[WHAT IS BEING ASKED]:
If a line in the records contains the string "InvalidScale", show that line.

[PROVIDED MATERIAL]:
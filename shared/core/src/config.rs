use serde::{Deserialize, Serialize};
use thiserror::Error;

use crate::{
    depth_from_scale, gpu_token_capacity, to_nearest_64, tokens_per_batch_capacity,
    width_from_scale, ScalingLaws, REFERENCE_PARAM_COUNT,
};

#[derive(Debug, Error, PartialEq)]
pub enum ConfigError {
    #[error("set both depth and width explicitly, or neither (got depth={depth:?}, width={width:?})")]
    PartialDimensions {
        depth: Option<usize>,
        width: Option<usize>,
    },

    #[error("model scale must be positive and finite, got {0}")]
    InvalidScale(f64),

    #[error("{0} must be non-zero")]
    Zero(&'static str),

    #[error("width {width} is not divisible by {what} ({divisor})")]
    NotDivisible {
        width: usize,
        divisor: usize,
        what: &'static str,
    },

    #[error("initial sequence length {initial} must be between 1 and the maximum {max}")]
    InvalidSequenceLengths { initial: usize, max: usize },

    #[error("recorded parameter count {recorded} does not match the model's {actual}")]
    StaleParamCount { recorded: usize, actual: usize },

    #[error(
        "configuration takes up too much memory: {capacity} tokens per batch gives batch size {batch_size} at length {max_length}, which must be greater than 1"
    )]
    TokenCapacityTooSmall {
        capacity: usize,
        max_length: usize,
        batch_size: usize,
    },
}

#[derive(Debug, Clone, Copy, Default, PartialEq, Eq, Serialize, Deserialize)]
#[serde(rename_all = "snake_case")]
pub enum ValuePathway {
    /// Attention values come out of the GeGLU gate.
    #[default]
    Gated,
    /// Attention values skip the gate and use the pre-activation channels.
    Linear,
}

fn default_vocab_size() -> usize {
    50304
}

fn default_num_heads() -> usize {
    1
}

fn default_qk_dim_div() -> usize {
    8
}

fn default_expand_factor() -> usize {
    2
}

fn default_max_sequence_length() -> usize {
    1024
}

#[derive(Debug, Clone, PartialEq, Serialize, Deserialize)]
pub struct ModelConfig {
    #[serde(default = "default_vocab_size")]
    pub vocab_size: usize,
    pub width: usize,
    pub depth: usize,
    #[serde(default = "default_num_heads")]
    pub num_heads: usize,
    #[serde(default)]
    pub value_pathway: ValuePathway,
    #[serde(default = "default_qk_dim_div")]
    pub qk_dim_div: usize,
    #[serde(default = "default_expand_factor")]
    pub expand_factor: usize,
    /// Longest sequence the position constants are built for.
    #[serde(default = "default_max_sequence_length")]
    pub max_sequence_length: usize,
}

impl ModelConfig {
    pub fn new(width: usize, depth: usize) -> Self {
        Self {
            vocab_size: default_vocab_size(),
            width,
            depth,
            num_heads: default_num_heads(),
            value_pathway: ValuePathway::default(),
            qk_dim_div: default_qk_dim_div(),
            expand_factor: default_expand_factor(),
            max_sequence_length: default_max_sequence_length(),
        }
    }

    pub fn qk_dim(&self) -> usize {
        self.width / self.qk_dim_div
    }

    pub fn expand_dim(&self) -> usize {
        self.width * self.expand_factor
    }

    pub fn value_dim(&self) -> usize {
        self.width
    }

    pub fn validate(&self) -> Result<(), ConfigError> {
        for (value, name) in [
            (self.vocab_size, "vocab_size"),
            (self.width, "width"),
            (self.depth, "depth"),
            (self.num_heads, "num_heads"),
            (self.qk_dim_div, "qk_dim_div"),
            (self.expand_factor, "expand_factor"),
            (self.max_sequence_length, "max_sequence_length"),
        ] {
            if value == 0 {
                return Err(ConfigError::Zero(name));
            }
        }
        if self.width % self.qk_dim_div != 0 {
            return Err(ConfigError::NotDivisible {
                width: self.width,
                divisor: self.qk_dim_div,
                what: "the query/key divisor",
            });
        }
        if self.width % self.num_heads != 0 || self.qk_dim() % self.num_heads != 0 {
            return Err(ConfigError::NotDivisible {
                width: self.width,
                divisor: self.num_heads,
                what: "the head count at both model and query/key width",
            });
        }
        Ok(())
    }

    fn block_params(&self) -> usize {
        let norm = self.width;
        let expand = (2 * self.qk_dim() + 2 * self.expand_dim()) * self.width;
        let project = self.width * self.expand_dim();
        let position_bias_mult = 1;
        norm + expand + project + position_bias_mult
    }

    /// Parameters in the attention blocks and the final norm.
    pub fn num_non_embedding_params(&self) -> usize {
        self.depth * self.block_params() + self.width
    }

    pub fn num_params(&self) -> usize {
        let embedding = self.vocab_size * self.width;
        let outputs = self.width * self.vocab_size;
        embedding + outputs + self.num_non_embedding_params()
    }
}

#[derive(Debug, Clone, PartialEq, Serialize, Deserialize)]
#[serde(default)]
pub struct SequenceConfig {
    pub initial_length: usize,
    /// Optimizer steps between doublings.
    pub growth_steps: u32,
}

impl Default for SequenceConfig {
    fn default() -> Self {
        Self {
            initial_length: 32,
            growth_steps: 80,
        }
    }
}

impl SequenceConfig {
    pub fn should_grow(&self, step: u32, current_length: usize, max_length: usize) -> bool {
        step != 0 && step % self.growth_steps == 0 && current_length < max_length
    }
}

#[derive(Debug, Clone, PartialEq, Serialize, Deserialize)]
#[serde(default)]
pub struct LrMultipliers {
    pub base: f64,
    pub position_bias: f64,
    pub non_dot_products: f64,
    pub output: f64,
}

impl Default for LrMultipliers {
    fn default() -> Self {
        Self {
            base: 2.62,
            position_bias: 100.0,
            non_dot_products: 32.0,
            output: 2.0,
        }
    }
}

#[derive(Debug, Clone, Copy, PartialEq, Serialize, Deserialize)]
#[serde(default)]
pub struct MicrobatchConfig {
    /// Optimizer steps between accumulation-depth resamples.
    pub sample_every: u32,
    pub scale_lr: f64,
    pub min_estimate: f64,
    pub initial_estimate: f64,
}

impl Default for MicrobatchConfig {
    fn default() -> Self {
        Self {
            sample_every: 5,
            scale_lr: 0.1,
            min_estimate: 0.1,
            initial_estimate: 0.0,
        }
    }
}

#[derive(Debug, Clone, PartialEq, Serialize, Deserialize)]
#[serde(default)]
pub struct OptimizerConfig {
    pub lr_mult: LrMultipliers,
    /// Multiplier of the loss-driven weight decay.
    pub weight_decay: f64,
    pub warmup_steps: u32,
    pub warmup_floor: f64,
    pub decay_exponent: f64,
    pub output_decay_exponent: f64,
    pub position_bias_decay: f64,
    pub eps: f64,
    pub betas: (f64, f64),
    pub output_betas: (f64, f64),
    pub total_steps: u32,
    pub eval_every: u32,
    pub num_eval_tokens: usize,
    pub max_epochs_between_evals: f64,
    pub log_every: u32,
    pub microbatch: MicrobatchConfig,
}

impl Default for OptimizerConfig {
    fn default() -> Self {
        Self {
            lr_mult: LrMultipliers::default(),
            weight_decay: 16.0,
            warmup_steps: 100,
            warmup_floor: 2e-2,
            decay_exponent: -0.08,
            output_decay_exponent: -0.2,
            position_bias_decay: 0.995,
            eps: 1e-9,
            betas: (0.9, 0.95),
            output_betas: (0.6, 0.95),
            total_steps: 1000,
            eval_every: 50,
            num_eval_tokens: 153_600,
            max_epochs_between_evals: 0.25,
            log_every: 10,
            microbatch: MicrobatchConfig::default(),
        }
    }
}

/// Description of one training run. [`RunConfigBuilder::build`] validates it and
/// [`RunConfig::validate`] re-checks it after edits.
#[derive(Debug, Clone, PartialEq, Serialize, Deserialize)]
pub struct RunConfig {
    pub model: ModelConfig,
    pub sequence: SequenceConfig,
    pub optimizer: OptimizerConfig,
    pub gpu_token_capacity: f64,
    pub tokens_per_batch_capacity: usize,
    pub num_params: usize,
    pub seed: u64,
}

impl RunConfig {
    pub fn builder() -> RunConfigBuilder {
        RunConfigBuilder::default()
    }

    /// Re-checks what `build` checked. The fields are public, so a config edited or
    /// deserialized after building is not otherwise guaranteed to be consistent.
    pub fn validate(&self) -> Result<(), ConfigError> {
        self.model.validate()?;
        check_schedule(&self.model, &self.sequence, &self.optimizer)?;
        let actual = self.model.num_params();
        if self.num_params != actual {
            return Err(ConfigError::StaleParamCount {
                recorded: self.num_params,
                actual,
            });
        }
        check_capacity(self.tokens_per_batch_capacity, self.model.max_sequence_length)
    }

    pub fn max_sequence_length(&self) -> usize {
        self.model.max_sequence_length
    }

    pub fn model_scale(&self) -> f64 {
        self.num_params as f64 / REFERENCE_PARAM_COUNT
    }

    pub fn scaling_laws(&self) -> ScalingLaws {
        ScalingLaws::new(self.num_params)
    }

    pub fn batch_size_for(&self, length: usize) -> usize {
        self.tokens_per_batch_capacity / length
    }

    pub fn initial_batch_size(&self) -> usize {
        self.batch_size_for(self.sequence.initial_length)
    }

    pub fn final_batch_size(&self) -> usize {
        self.batch_size_for(self.max_sequence_length())
    }

    /// Held-out batches are sixteen times smaller than the training batch at the same length.
    pub fn eval_batch_size(&self) -> usize {
        (self.final_batch_size() / 16).max(1)
    }

    pub fn num_eval_steps(&self) -> usize {
        let sequences = self.optimizer.num_eval_tokens / self.max_sequence_length();
        (sequences / self.eval_batch_size()).max(1)
    }
}

#[derive(Debug, Clone)]
pub struct RunConfigBuilder {
    scale: f64,
    depth: Option<usize>,
    width: Option<usize>,
    num_heads: usize,
    value_pathway: ValuePathway,
    vocab_size: usize,
    max_sequence_length: usize,
    capacity_scalar: f64,
    seed: u64,
    sequence: SequenceConfig,
    optimizer: OptimizerConfig,
}

impl Default for RunConfigBuilder {
    fn default() -> Self {
        Self {
            scale: 1.0,
            depth: None,
            width: None,
            num_heads: default_num_heads(),
            value_pathway: ValuePathway::default(),
            vocab_size: default_vocab_size(),
            max_sequence_length: default_max_sequence_length(),
            capacity_scalar: 1.0,
            seed: 100,
            sequence: SequenceConfig::default(),
            optimizer: OptimizerConfig::default(),
        }
    }
}

impl RunConfigBuilder {
    /// Sizes depth and width from one knob. Ignored when both dimensions are explicit.
    pub fn scale(mut self, scale: f64) -> Self {
        self.scale = scale;
        self
    }

    pub fn depth(mut self, depth: Option<usize>) -> Self {
        self.depth = depth;
        self
    }

    /// Explicit width, rounded to the nearest multiple of 64.
    pub fn width(mut self, width: Option<usize>) -> Self {
        self.width = width;
        self
    }

    pub fn num_heads(mut self, num_heads: usize) -> Self {
        self.num_heads = num_heads;
        self
    }

    pub fn value_pathway(mut self, value_pathway: ValuePathway) -> Self {
        self.value_pathway = value_pathway;
        self
    }

    pub fn vocab_size(mut self, vocab_size: usize) -> Self {
        self.vocab_size = vocab_size;
        self
    }

    pub fn max_sequence_length(mut self, max_sequence_length: usize) -> Self {
        self.max_sequence_length = max_sequence_length;
        self
    }

    pub fn capacity_scalar(mut self, capacity_scalar: f64) -> Self {
        self.capacity_scalar = capacity_scalar;
        self
    }

    pub fn seed(mut self, seed: u64) -> Self {
        self.seed = seed;
        self
    }

    pub fn sequence(mut self, sequence: SequenceConfig) -> Self {
        self.sequence = sequence;
        self
    }

    pub fn optimizer(mut self, optimizer: OptimizerConfig) -> Self {
        self.optimizer = optimizer;
        self
    }

    pub fn total_steps(mut self, total_steps: u32) -> Self {
        self.optimizer.total_steps = total_steps;
        self
    }

    pub fn build(self) -> Result<RunConfig, ConfigError> {
        let (depth, width) = match (self.depth, self.width) {
            (Some(depth), Some(width)) => (depth, to_nearest_64(width as f64)),
            (None, None) => {
                if !(self.scale.is_finite() && self.scale > 0.0) {
                    return Err(ConfigError::InvalidScale(self.scale));
                }
                (depth_from_scale(self.scale), width_from_scale(self.scale))
            }
            (depth, width) => return Err(ConfigError::PartialDimensions { depth, width }),
        };

        let model = ModelConfig {
            vocab_size: self.vocab_size,
            width,
            depth,
            num_heads: self.num_heads,
            value_pathway: self.value_pathway,
            qk_dim_div: default_qk_dim_div(),
            expand_factor: default_expand_factor(),
            max_sequence_length: self.max_sequence_length,
        };
        model.validate()?;
        check_schedule(&model, &self.sequence, &self.optimizer)?;

        let num_params = model.num_params();
        let gpu_token_capacity = gpu_token_capacity(self.capacity_scalar);
        let capacity = tokens_per_batch_capacity(gpu_token_capacity, num_params);
        check_capacity(capacity, model.max_sequence_length)?;

        Ok(RunConfig {
            model,
            sequence: self.sequence,
            optimizer: self.optimizer,
            gpu_token_capacity,
            tokens_per_batch_capacity: capacity,
            num_params,
            seed: self.seed,
        })
    }
}

fn check_schedule(
    model: &ModelConfig,
    sequence: &SequenceConfig,
    optimizer: &OptimizerConfig,
) -> Result<(), ConfigError> {
    let initial = sequence.initial_length;
    if initial == 0 || initial > model.max_sequence_length {
        return Err(ConfigError::InvalidSequenceLengths {
            initial,
            max: model.max_sequence_length,
        });
    }
    for (value, name) in [
        (sequence.growth_steps, "growth_steps"),
        (optimizer.eval_every, "eval_every"),
        (optimizer.log_every, "log_every"),
        (optimizer.microbatch.sample_every, "sample_every"),
    ] {
        if value == 0 {
            return Err(ConfigError::Zero(name));
        }
    }
    Ok(())
}

/// The largest sequence must still fit more than one row per batch.
fn check_capacity(capacity: usize, max_length: usize) -> Result<(), ConfigError> {
    let batch_size = capacity / max_length;
    if batch_size <= 1 {
        return Err(ConfigError::TokenCapacityTooSmall {
            capacity,
            max_length,
            batch_size,
        });
    }
    Ok(())
}
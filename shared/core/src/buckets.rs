use std::fmt;

use serde::{Deserialize, Serialize};

use crate::{LrSchedule, OptimizerConfig};

/// The four disjoint optimizer groups every trainable parameter is tagged with at creation.
#[derive(Debug, Clone, Copy, PartialEq, Eq, Hash, PartialOrd, Ord, Serialize, Deserialize)]
#[serde(rename_all = "snake_case")]
pub enum ParamBucket {
    /// Catch-all for dot-product weights; the only group with weight decay.
    Decay,
    PositionBias,
    NormBiasEmbedding,
    Output,
}

impl ParamBucket {
    /// Stepping order of the groups.
    pub const ALL: [ParamBucket; 4] = [
        ParamBucket::Decay,
        ParamBucket::PositionBias,
        ParamBucket::NormBiasEmbedding,
        ParamBucket::Output,
    ];

    pub fn index(self) -> usize {
        match self {
            ParamBucket::Decay => 0,
            ParamBucket::PositionBias => 1,
            ParamBucket::NormBiasEmbedding => 2,
            ParamBucket::Output => 3,
        }
    }

    pub fn from_index(index: usize) -> Option<Self> {
        Self::ALL.get(index).copied()
    }

    pub fn name(self) -> &'static str {
        match self {
            ParamBucket::Decay => "decay",
            ParamBucket::PositionBias => "position_bias_mult",
            ParamBucket::NormBiasEmbedding => "norm_bias_embedding",
            ParamBucket::Output => "output",
        }
    }
}

impl fmt::Display for ParamBucket {
    fn fmt(&self, f: &mut fmt::Formatter<'_>) -> fmt::Result {
        f.write_str(self.name())
    }
}

#[derive(Debug, Clone, Copy, PartialEq)]
pub struct GroupHyperparameters {
    pub bucket: ParamBucket,
    pub lr: f64,
    pub betas: (f64, f64),
    pub eps: f64,
    pub weight_decay: f64,
    pub schedule: LrSchedule,
}

impl OptimizerConfig {
    pub fn schedule_for(&self, bucket: ParamBucket) -> LrSchedule {
        match bucket {
            ParamBucket::Decay | ParamBucket::NormBiasEmbedding => LrSchedule::WarmupPowerLaw {
                floor: self.warmup_floor,
                warmup_steps: self.warmup_steps,
                exponent: self.decay_exponent,
            },
            ParamBucket::Output => LrSchedule::PowerLaw {
                exponent: self.output_decay_exponent,
            },
            ParamBucket::PositionBias => LrSchedule::ExponentialDecay {
                decay: self.position_bias_decay,
            },
        }
    }

    /// Starting hyperparameters of one group given the run's base learning rate.
    pub fn group_hyperparameters(&self, bucket: ParamBucket, base_lr: f64) -> GroupHyperparameters {
        let scaled_lr = base_lr * self.lr_mult.base;
        let (lr, betas, weight_decay) = match bucket {
            ParamBucket::Decay => (scaled_lr, self.betas, self.weight_decay),
            ParamBucket::PositionBias => (scaled_lr * self.lr_mult.position_bias, self.betas, 0.0),
            ParamBucket::NormBiasEmbedding => {
                (scaled_lr * self.lr_mult.non_dot_products, self.betas, 0.0)
            }
            ParamBucket::Output => (scaled_lr * self.lr_mult.output, self.output_betas, 0.0),
        };
        GroupHyperparameters {
            bucket,
            lr,
            betas,
            eps: self.eps,
            weight_decay,
            schedule: self.schedule_for(bucket),
        }
    }
}

#[cfg(test)]
mod tests {
    use super::*;

    #[test]
    fn indices_round_trip_in_order() {
        for (i, bucket) in ParamBucket::ALL.iter().enumerate() {
            assert_eq!(bucket.index(), i);
            assert_eq!(ParamBucket::from_index(i), Some(*bucket));
        }
        assert_eq!(ParamBucket::from_index(4), None);
    }

    #[test]
    fn only_decay_group_decays() {
        let config = OptimizerConfig::default();
        for bucket in ParamBucket::ALL {
            let group = config.group_hyperparameters(bucket, 1e-3);
            assert_eq!(group.weight_decay > 0.0, bucket == ParamBucket::Decay);
        }
    }

    #[test]
    fn group_rates_follow_multipliers() {
        let config = OptimizerConfig::default();
        let decay = config.group_hyperparameters(ParamBucket::Decay, 1e-3);
        let bias = config.group_hyperparameters(ParamBucket::PositionBias, 1e-3);
        let output = config.group_hyperparameters(ParamBucket::Output, 1e-3);
        assert!((decay.lr - 2.62e-3).abs() < 1e-12);
        assert!((bias.lr / decay.lr - 100.0).abs() < 1e-9);
        assert!((output.lr / decay.lr - 2.0).abs() < 1e-9);
        assert_eq!(output.betas, (0.6, 0.95));
        assert_eq!(decay.betas, (0.9, 0.95));
    }
}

[RESULT FOR THIS EXERCISE]:
    InvalidScale(f64),
                    return Err(ConfigError::InvalidScale(self.scale));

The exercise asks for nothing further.